use crate::config::CameraConfig;
use crate::device::{CaptureDevice, DeviceInfo, ReadResult, V4lDevice};
use crate::errors::{OpenError, StartError};
use crate::frame::Frame;
use std::sync::{
    Arc, Mutex, MutexGuard,
    atomic::{AtomicBool, Ordering},
};
use std::thread::{self, JoinHandle};

#[derive(Default)]
struct Slot {
    frame: Option<Frame>,
    valid: bool,
}

type DeviceCell = Mutex<Option<Box<dyn CaptureDevice>>>;

fn lock_device(cell: &DeviceCell) -> MutexGuard<'_, Option<Box<dyn CaptureDevice>>> {
    cell.lock().unwrap_or_else(|poisoned| poisoned.into_inner())
}

fn lock_slot(slot: &Mutex<Slot>) -> MutexGuard<'_, Slot> {
    // A producer panic while holding the lock leaves the previous complete
    // frame behind, which is still safe to read.
    slot.lock().unwrap_or_else(|poisoned| poisoned.into_inner())
}

/// One camera's latest-frame buffer.
///
/// A background producer thread blocks on the hardware read and publishes
/// each result into a single lock-protected slot; the capture loop snapshots
/// the slot without ever touching hardware I/O.
///
/// Slot policy: the buffer is only overwritten when a read actually returned
/// data. A read that fails or comes back empty clears the validity flag but
/// keeps the stale frame around for diagnostics.
pub struct FrameSource {
    camera_id: u32,
    info: DeviceInfo,
    device: Option<Box<dyn CaptureDevice>>,
    slot: Arc<Mutex<Slot>>,
    running: Arc<AtomicBool>,
    producer: Option<JoinHandle<Box<dyn CaptureDevice>>>,
}

impl FrameSource {
    /// Open the hardware handle for one sensor. Fails if the device cannot
    /// be opened or its first read fails; nothing is left held on failure.
    pub fn open(config: &CameraConfig) -> Result<Self, OpenError> {
        let device = V4lDevice::open(config)?;
        Ok(Self::from_device(config.sensor_id, Box::new(device)))
    }

    /// Wrap an already-opened capture device. This is the seam the tests use
    /// to substitute synthetic devices.
    pub fn from_device(camera_id: u32, device: Box<dyn CaptureDevice>) -> Self {
        let info = device.info();
        Self {
            camera_id,
            info,
            device: Some(device),
            slot: Arc::new(Mutex::new(Slot::default())),
            running: Arc::new(AtomicBool::new(false)),
            producer: None,
        }
    }

    pub fn camera_id(&self) -> u32 {
        self.camera_id
    }

    pub fn info(&self) -> DeviceInfo {
        self.info
    }

    pub fn is_running(&self) -> bool {
        self.producer.is_some()
    }

    /// Spawn the producer loop.
    pub fn start(&mut self) -> Result<(), StartError> {
        if self.producer.is_some() {
            return Err(StartError::AlreadyRunning);
        }
        let device = self.device.take().ok_or(StartError::NotOpened)?;

        self.running.store(true, Ordering::Relaxed);
        let slot = Arc::clone(&self.slot);
        let running = Arc::clone(&self.running);
        let camera_id = self.camera_id;

        // Held in a shared cell so the device can be recovered if the spawn
        // itself fails (the closure would otherwise own it either way).
        let device_cell = Arc::new(Mutex::new(Some(device)));
        let worker_cell = Arc::clone(&device_cell);

        let spawned = thread::Builder::new()
            .name(format!("camera-{camera_id}"))
            .spawn(move || {
                let mut device = lock_device(&worker_cell)
                    .take()
                    .expect("device is present until the producer takes it");
                let mut deliver = |result: ReadResult| publish(&slot, camera_id, result);
                if let Err(e) = device.pump(&running, &mut deliver) {
                    tracing::error!("Camera {} producer stopped: {}", camera_id, e);
                    lock_slot(&slot).valid = false;
                }
                device
            });

        match spawned {
            Ok(handle) => {
                self.producer = Some(handle);
                Ok(())
            }
            Err(e) => {
                self.running.store(false, Ordering::Relaxed);
                self.device = lock_device(&device_cell).take();
                Err(StartError::Spawn(e.to_string()))
            }
        }
    }

    /// Snapshot the latest frame. Never blocks on hardware I/O, and the
    /// returned copy is never torn: it is either entirely the previous or
    /// entirely the newest completed frame.
    ///
    /// Returns `(false, None)` before the first successful read.
    pub fn read(&self) -> (bool, Option<Frame>) {
        let slot = lock_slot(&self.slot);
        (slot.valid, slot.frame.clone())
    }

    /// Stop the producer. Joins the thread, so no further slot writes happen
    /// after this returns. Idempotent.
    pub fn stop(&mut self) {
        self.running.store(false, Ordering::Relaxed);
        if let Some(handle) = self.producer.take() {
            match handle.join() {
                Ok(device) => self.device = Some(device),
                Err(_) => tracing::error!("Camera {} producer panicked", self.camera_id),
            }
        }
    }

    /// Release the hardware handle. Stops the producer first if it is still
    /// running. Idempotent.
    pub fn release(&mut self) {
        if self.producer.is_some() {
            self.stop();
        }
        if self.device.take().is_some() {
            tracing::debug!("Camera {} released", self.camera_id);
        }
    }
}

impl Drop for FrameSource {
    fn drop(&mut self) {
        self.release();
    }
}

fn publish(slot: &Mutex<Slot>, camera_id: u32, result: ReadResult) {
    match result {
        Ok(Some(frame)) => {
            let mut slot = lock_slot(slot);
            slot.frame = Some(frame);
            slot.valid = true;
        }
        Ok(None) => {
            lock_slot(slot).valid = false;
        }
        Err(e) => {
            tracing::warn!("Camera {} frame read failed: {}", camera_id, e);
            lock_slot(slot).valid = false;
        }
    }
}

#[cfg(test)]
mod tests {
    use super::*;
    use crate::errors::ReadError;
    use std::time::Duration;

    /// Delivers a fixed number of solid frames, then reports no data.
    struct ScriptedDevice {
        frames: u64,
        fail_read: bool,
    }

    impl CaptureDevice for ScriptedDevice {
        fn info(&self) -> DeviceInfo {
            DeviceInfo {
                width: 4,
                height: 2,
                frame_rate: 30.0,
            }
        }

        fn pump(
            &mut self,
            running: &AtomicBool,
            deliver: &mut dyn FnMut(ReadResult),
        ) -> Result<(), ReadError> {
            let mut produced = 0;
            while running.load(Ordering::Relaxed) {
                if produced < self.frames {
                    deliver(Ok(Some(Frame::solid(4, 2, produced as u8))));
                    produced += 1;
                } else if self.fail_read {
                    deliver(Err(ReadError("synthetic failure".into())));
                } else {
                    deliver(Ok(None));
                }
                thread::sleep(Duration::from_millis(1));
            }
            Ok(())
        }
    }

    fn wait_for<F: Fn() -> bool>(predicate: F) {
        for _ in 0..500 {
            if predicate() {
                return;
            }
            thread::sleep(Duration::from_millis(2));
        }
        panic!("condition not reached within timeout");
    }

    #[test]
    fn test_read_before_first_frame_is_invalid() {
        let source = FrameSource::from_device(
            0,
            Box::new(ScriptedDevice {
                frames: 0,
                fail_read: false,
            }),
        );
        let (valid, frame) = source.read();
        assert!(!valid);
        assert!(frame.is_none());
    }

    #[test]
    fn test_start_twice_fails() {
        let mut source = FrameSource::from_device(
            0,
            Box::new(ScriptedDevice {
                frames: 1,
                fail_read: false,
            }),
        );
        source.start().unwrap();
        assert!(matches!(source.start(), Err(StartError::AlreadyRunning)));
        source.stop();
    }

    #[test]
    fn test_start_without_device_fails() {
        let mut source = FrameSource::from_device(
            0,
            Box::new(ScriptedDevice {
                frames: 1,
                fail_read: false,
            }),
        );
        source.release();
        assert!(matches!(source.start(), Err(StartError::NotOpened)));
    }

    #[test]
    fn test_failed_read_keeps_stale_frame() {
        let mut source = FrameSource::from_device(
            0,
            Box::new(ScriptedDevice {
                frames: 1,
                fail_read: true,
            }),
        );
        source.start().unwrap();

        // One good frame, then failures clear validity but keep the buffer
        wait_for(|| {
            let (valid, frame) = source.read();
            !valid && frame.is_some()
        });
        source.stop();
    }

    #[test]
    fn test_stop_then_restart() {
        let mut source = FrameSource::from_device(
            0,
            Box::new(ScriptedDevice {
                frames: u64::MAX,
                fail_read: false,
            }),
        );
        source.start().unwrap();
        wait_for(|| source.read().0);
        source.stop();
        assert!(!source.is_running());

        // stop() handed the device back, so a restart is possible
        source.start().unwrap();
        source.stop();
    }

    #[test]
    fn test_release_is_idempotent() {
        let mut source = FrameSource::from_device(
            0,
            Box::new(ScriptedDevice {
                frames: 1,
                fail_read: false,
            }),
        );
        source.start().unwrap();
        source.release();
        source.release();
        assert!(!source.is_running());
    }
}
use std::time::{Duration, Instant};

/// Paces the capture loop at the display tick rate.
pub struct TickPacer {
    period: Duration,
    tick_start: Instant,
}

impl TickPacer {
    pub fn new(frame_rate: u32) -> Self {
        Self {
            period: Duration::from_secs_f64(1.0 / frame_rate.max(1) as f64),
            tick_start: Instant::now(),
        }
    }

    pub fn period(&self) -> Duration {
        self.period
    }

    /// Sleep out the remainder of the current tick and arm the next one.
    pub fn wait(&mut self) {
        let elapsed = self.tick_start.elapsed();
        if elapsed < self.period {
            std::thread::sleep(self.period - elapsed);
        } else {
            tracing::trace!("Tick took longer than its budget: {:?}", elapsed);
        }
        self.tick_start = Instant::now();
    }
}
★ ★ ★
Only the lines above starting at the line that holds "pub fn read(&self)" and ending at the line that holds "pub fn stop(&mut" are to be repeated, exactly and in full.

    pub fn read(&self) -> (bool, Option<Frame>) {
        let slot = lock_slot(&self.slot);
        (slot.valid, slot.frame.clone())
    }

    /// Stop the producer. Joins the thread, so no further slot writes happen
    /// after this returns. Idempotent.
    pub fn stop(&mut self) {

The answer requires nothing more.